Corporate Finance – LLM Lecture 6 Comprehensive Notes
Lecture Setting & Scope
- 6th lecture in the LLM Company-Law module.
- Focus: Corporate finance within the Companies Act No. 07 of 2007 (Sri Lanka) – mainly §§ 50-60.
- Links to prior lectures: Companies Act overview, shareholders, corporate veil, perpetual succession, director’s duties, term-paper guidance.
- Exam type: open-book → emphasis on analytical use of sections/cases, comparative comment (UK, SG, NZ, AU, IN preferred; US less useful).
Essential Background Concepts
- Stakeholder shift (1982 → 2007 Act)
- 1982: Shareholder-centred.
- 2007: Wider stakeholder view – shareholders, directors, creditors (key for finance), employees, suppliers, community & state.
- Company Constitution
- Single document: Articles of Association (AoA) – § 13 (objects, rights, internal rules).
- Optional object clause → if included, ultra vires doctrine (-§§ 16-17) applies.
- Promoters / Initial shareholders
- Named in incorporation documents (§ 4) – synonym: subscribers.

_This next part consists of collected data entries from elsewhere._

//! Record store port (driven/secondary port)
//!
//! Persistence gateway for synced records, keyed by `(owner, external_id)`.
//!
//! ## Design Notes
//!
//! - Uses `anyhow::Result` because storage errors are adapter-specific.
//! - Lookups are by id set so a whole chunk can be classified with one call.
//! - There is no batched update primitive; updates are applied one record
//!   at a time.

use std::collections::HashMap;

use crate::domain::{
    newtypes::{ExternalId, OwnerId, RecordId},
    NewRecord, PersistedRecord, RecordUpdate,
};

/// Filter criteria for listing records
///
/// `path_prefix` matches a record whose path starts with the given segments
/// (the prefix item itself included).
#[derive(Debug, Clone, Default)]
pub struct RecordFilter {
    pub path_prefix: Option<Vec<String>>,
    pub containers_only: bool,
}

impl RecordFilter {
    /// Creates a new empty filter (matches all of an owner's records)
    pub fn new() -> Self {
        Self::default()
    }

    /// Sets the path prefix filter
    pub fn with_path_prefix(mut self, segments: Vec<String>) -> Self {
        self.path_prefix = Some(segments);
        self
    }

    /// Only return container records
    pub fn containers_only(mut self) -> Self {
        self.containers_only = true;
        self
    }
}

/// Port trait for synced-record persistence
///
/// ## Implementation Notes
///
/// - Implementations must enforce at most one record per
///   `(owner, external_id)`.
/// - `insert_records` should be atomic per call.
#[async_trait::async_trait]
pub trait IRecordStore: Send + Sync {
    /// Returns the record id of every existing record of `owner` whose
    /// external id is in `external_ids`
    async fn find_record_ids(
        &self,
        owner: &OwnerId,
        external_ids: &[ExternalId],
    ) -> anyhow::Result<HashMap<ExternalId, RecordId>>;

    /// Inserts all records in one call
    ///
    /// A record whose `(owner, external_id)` already exists (for example,
    /// written by an overlapping run since the lookup) is updated in place
    /// and keeps its original record id and creation time.
    async fn insert_records(&self, records: &[NewRecord]) -> anyhow::Result<()>;

    /// Updates one record in place
    async fn update_record(&self, update: &RecordUpdate) -> anyhow::Result<()>;

    /// Retrieves a record by its dedup key
    async fn get_record(
        &self,
        owner: &OwnerId,
        external_id: &ExternalId,
    ) -> anyhow::Result<Option<PersistedRecord>>;

    /// Lists an owner's records ordered by path
    async fn list_records(
        &self,
        owner: &OwnerId,
        filter: &RecordFilter,
    ) -> anyhow::Result<Vec<PersistedRecord>>;
}
//! crmsync Core - Domain logic and business rules
//!
//! This crate contains the hexagonal architecture core with:
//! - **Domain entities** - `SyncedItem`, `PersistedRecord`, `Lead`
//! - **Use cases** - `ReconcileFolderUseCase`, `HandleCallEventUseCase`
//! - **Port definitions** - Traits for adapters: `IRemoteTreeSource`, `IRecordStore`, `ILeadRepository`
//! - **Configuration** - YAML config with environment overrides
//!
//! # Architecture
//!
//! The domain module holds pure business logic. Ports define trait
//! interfaces that adapter crates implement. Use cases orchestrate domain
//! entities through port interfaces.

pub mod config;
pub mod domain;
pub mod ports;
pub mod usecases;
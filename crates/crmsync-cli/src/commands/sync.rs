//! Sync command - Reconcile a Drive folder
//!
//! Runs the same reconciliation the `/sync/drive` endpoint runs, without
//! the HTTP server in between.

use std::sync::Arc;

use anyhow::{Context as _, Result};
use clap::Args;
use tracing::info;

use crmsync_core::domain::newtypes::{DriveId, ExternalId, OwnerId};
use crmsync_core::usecases::{ReconcileFolderUseCase, ReconcileRequest};
use crmsync_drive::{DriveClient, GoogleDriveTreeSource};
use crmsync_store::SqliteRecordStore;

use super::Context;

#[derive(Debug, Args)]
pub struct SyncCommand {
    /// Remote id of the folder to reconcile
    #[arg(long)]
    pub root: String,

    /// Drive id ("root" for My Drive)
    #[arg(long, default_value = DriveId::MY_DRIVE)]
    pub drive: String,

    /// Label used as the first path segment
    #[arg(long)]
    pub label: String,

    /// Owner the records belong to
    #[arg(long)]
    pub owner: String,
}

impl SyncCommand {
    pub async fn execute(&self, ctx: &Context) -> Result<()> {
        let out = ctx.output();

        let request = ReconcileRequest::new(
            ExternalId::new(&self.root)?,
            DriveId::new(&self.drive)?,
            &self.label,
        );
        let owner = OwnerId::new(&self.owner)?;

        let config = ctx.load_valid_config()?;
        let pool = ctx.open_pool(&config).await?;
        let client = DriveClient::from_config(&config.drive, config.sync.page_size)?;

        info!(root = %request.root_container_id, drive = %request.drive_id, "Starting reconciliation");
        out.line(&format!("Walking folder {} ...", request.root_container_id));

        let usecase = ReconcileFolderUseCase::new(
            Arc::new(GoogleDriveTreeSource::new(client)),
            Arc::new(SqliteRecordStore::new(pool.pool().clone())),
        )
        .with_batch_size(config.sync.batch_size);

        let result = usecase
            .execute(&request, &owner)
            .await
            .context("Reconciliation failed")?;

        out.json(&serde_json::json!({
            "success": true,
            "synced": result.synced_count,
            "inserted": result.inserted,
            "updated": result.updated,
        }));
        out.success(&format!(
            "Synced {} item(s): {} new, {} updated",
            result.synced_count, result.inserted, result.updated
        ));
        Ok(())
    }
}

- Provide subscribers’/initial capital (must be recorded in articles and issued “immediately” on incorporation – § 50(1)).
- Shareholder statutory bundle (§ 49(3))
- 1 share = 1 vote.
- Right to dividends (when lawfully declared).
- Right to equal share in surplus assets on winding-up.
- Extra rights may be added by Articles (e.g. preference dividends).
Terminology Refresh
- Finance = doing business with the money available.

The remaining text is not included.